On Mon, Dec 14, 2009 at 6:25 PM, Joe Reichman <[email protected]>wrote:

> It is A Stacking PC I was under impression that when PR executes at the end
> of the PC rtn the OS puts the environment back to the way it was before the
> PC rtn
>
> Was invoked
>
> The POST ASID is only a few instruction later don't know why the SYSUDUMP
> says PRIMARY NOT EQUAL HOME
>  <http://bama.ua.edu/archives/ibm-main.html>
>

Technically the PR instruction hardware, not the OS, restores the PASN and
SASN to the values they had when the PC was issued. If it just so happened
that you were already running in a cross-memory address space (PASN <> HASN)
when you issued YOUR stacking ss-PC then when your PC returns via a PR, you
will faithfully be back in the state you were before the PC with primary not
equal to home.
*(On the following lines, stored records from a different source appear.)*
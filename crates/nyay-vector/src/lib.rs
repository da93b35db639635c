//! Persistent statute index (LanceDB) and the in-memory flat inner-product
//! index served from it.

pub mod flat;
pub mod loader;
pub mod schema;
pub mod table;
pub mod writer;

pub use flat::FlatIpIndex;
pub use loader::{load_corpus, LoadedCorpus};
pub use table::IndexManifest;
pub use writer::{build_index, IndexWriter};
use anyhow::{Result, bail};
use indicatif::{ProgressBar, ProgressStyle};
use lancedb::Connection;
use arrow_array::{RecordBatch, RecordBatchIterator, Int32Array, FixedSizeListArray, StringArray};
use std::path::Path;
use std::sync::Arc;
use tracing::info;

use nyay_core::traits::Embedder;
use nyay_core::types::{Chunk, Metric};

use crate::schema::build_sections_schema;
use crate::table::{open_db, table_exists, write_manifest, IndexManifest};

/// Rows per Arrow batch handed to LanceDB.
const WRITE_BATCH: usize = 1000;

pub struct IndexWriter { pub(crate) db: Connection, pub(crate) table_name: String, pub(crate) meta_table: String }

impl IndexWriter {
	pub async fn new(db_path: &Path, table_name: &str, meta_table: &str) -> Result<Self> {
		let db = open_db(db_path.to_string_lossy().as_ref()).await?;
		Ok(Self { db, table_name: table_name.to_string(), meta_table: meta_table.to_string() })
	}

	/// Write `chunks` and their vectors in order, then record the manifest.
	/// Row `i` of the table becomes index position `i`.
	pub async fn write(&self, chunks: &[Chunk], embeddings: &[Vec<f32>], embedder_id: &str) -> Result<IndexManifest> {
		if chunks.is_empty() { bail!("refusing to write an empty index"); }
		if chunks.len() != embeddings.len() { bail!("{} chunks but {} embeddings", chunks.len(), embeddings.len()); }
		if table_exists(&self.db, &self.table_name).await? { bail!("table '{}' already exists; remove the index directory first", self.table_name); }
		let dim = embeddings[0].len();
		if let Some(bad) = embeddings.iter().position(|e| e.len() != dim) { bail!("embedding {} has dimension {}, expected {}", bad, embeddings[bad].len(), dim); }

		info!(rows = chunks.len(), table = %self.table_name, "writing index rows");
		for (chunk_batch, emb_batch) in chunks.chunks(WRITE_BATCH).zip(embeddings.chunks(WRITE_BATCH)) {
			self.insert_batch(chunk_batch, emb_batch, dim).await?;
		}
		let manifest = IndexManifest { metric: Metric::InnerProduct, dimension: dim, embedder_id: embedder_id.to_string(), count: chunks.len() };
		write_manifest(&self.db, &self.meta_table, &manifest).await?;
		info!(?manifest, "index manifest written");
		Ok(manifest)
	}

	async fn insert_batch(&self, chunks: &[Chunk], embeddings: &[Vec<f32>], dim: usize) -> Result<()> {
		let record_batch = to_record_batch(chunks, embeddings, dim)?; let schema = record_batch.schema();
		let reader = Box::new(RecordBatchIterator::new(vec![Ok(record_batch)].into_iter(), schema));
		if table_exists(&self.db, &self.table_name).await? {
			self.db.open_table(&self.table_name).execute().await?.add(reader).execute().await?;
		} else {
			self.db.create_table(&self.table_name, reader).execute().await?;
		}
		Ok(())
	}
}

fn to_record_batch(chunks: &[Chunk], embeddings: &[Vec<f32>], dim: usize) -> Result<RecordBatch> {
	let dim = i32::try_from(dim)?;
	let vectors = embeddings.iter().map(|v| Some(v.iter().map(|&x| Some(x)).collect::<Vec<_>>()));
	let record_batch = RecordBatch::try_new(build_sections_schema(dim), vec![
		Arc::new(StringArray::from(chunks.iter().map(|c| c.id.clone()).collect::<Vec<_>>())),
		Arc::new(StringArray::from(chunks.iter().map(|c| c.act_name.clone()).collect::<Vec<_>>())),
		Arc::new(Int32Array::from(chunks.iter().map(|c| c.act_year).collect::<Vec<_>>())),
		Arc::new(StringArray::from(chunks.iter().map(|c| c.category.clone()).collect::<Vec<_>>())),
		Arc::new(StringArray::from(chunks.iter().map(|c| c.section_number.clone()).collect::<Vec<_>>())),
		Arc::new(StringArray::from(chunks.iter().map(|c| c.text.clone()).collect::<Vec<_>>())),
		Arc::new(StringArray::from(chunks.iter().map(|c| c.source.clone()).collect::<Vec<_>>())),
		Arc::new(FixedSizeListArray::from_iter_primitive::<arrow_array::types::Float32Type, _, _>(vectors, dim)),
	])?;
	Ok(record_batch)
}

/// Embed every chunk with a progress bar and write a fresh index.
pub async fn build_index(db_path: &Path, table_name: &str, meta_table: &str, chunks: &[Chunk], embedder: &dyn Embedder, batch_size: usize) -> Result<IndexManifest> {
	if chunks.is_empty() { bail!("no chunks to index"); }
	let pb = ProgressBar::new(chunks.len() as u64);
	pb.set_style(ProgressStyle::default_bar().template("{spinner:.green} [{elapsed_precise}] [{bar:40.cyan/blue}] {pos}/{len} chunks ({percent}%) {msg}")?.progress_chars("#>-"));
	let mut embeddings = Vec::with_capacity(chunks.len());
	for batch in chunks.chunks(batch_size.max(1)) {
		let texts: Vec<String> = batch.iter().map(|c| c.text.clone()).collect();
		let vecs = embedder.embed_batch(&texts)?;
		if vecs.len() != texts.len() { bail!("embedder returned {} vectors for {} texts", vecs.len(), texts.len()); }
		if let Some(v) = vecs.iter().find(|v| v.len() != embedder.dim()) { bail!("embedder returned dimension {}, declared {}", v.len(), embedder.dim()); }
		embeddings.extend(vecs);
		pb.inc(batch.len() as u64);
	}
	pb.finish_with_message("embedded");
	let writer = IndexWriter::new(db_path, table_name, meta_table).await?;
	writer.write(chunks, &embeddings, embedder.embedder_id()).await
}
Hence my point earlier about competely understanding your
execution environment.

This is a real world case I have seen many times. You can have server
address spaces that call others that in turn call others so (BTW) when
you're writing space switch routines, you cannot assume that you came "from"
your home address space. You should also not make any assumptions about the
SASN. Depending on what you put on the SASN keyword of the ETDEF ENTRY macro
you will get a different cross memory state on entry to the PC.

Starting from the top, what exactly are you trying to accomplish?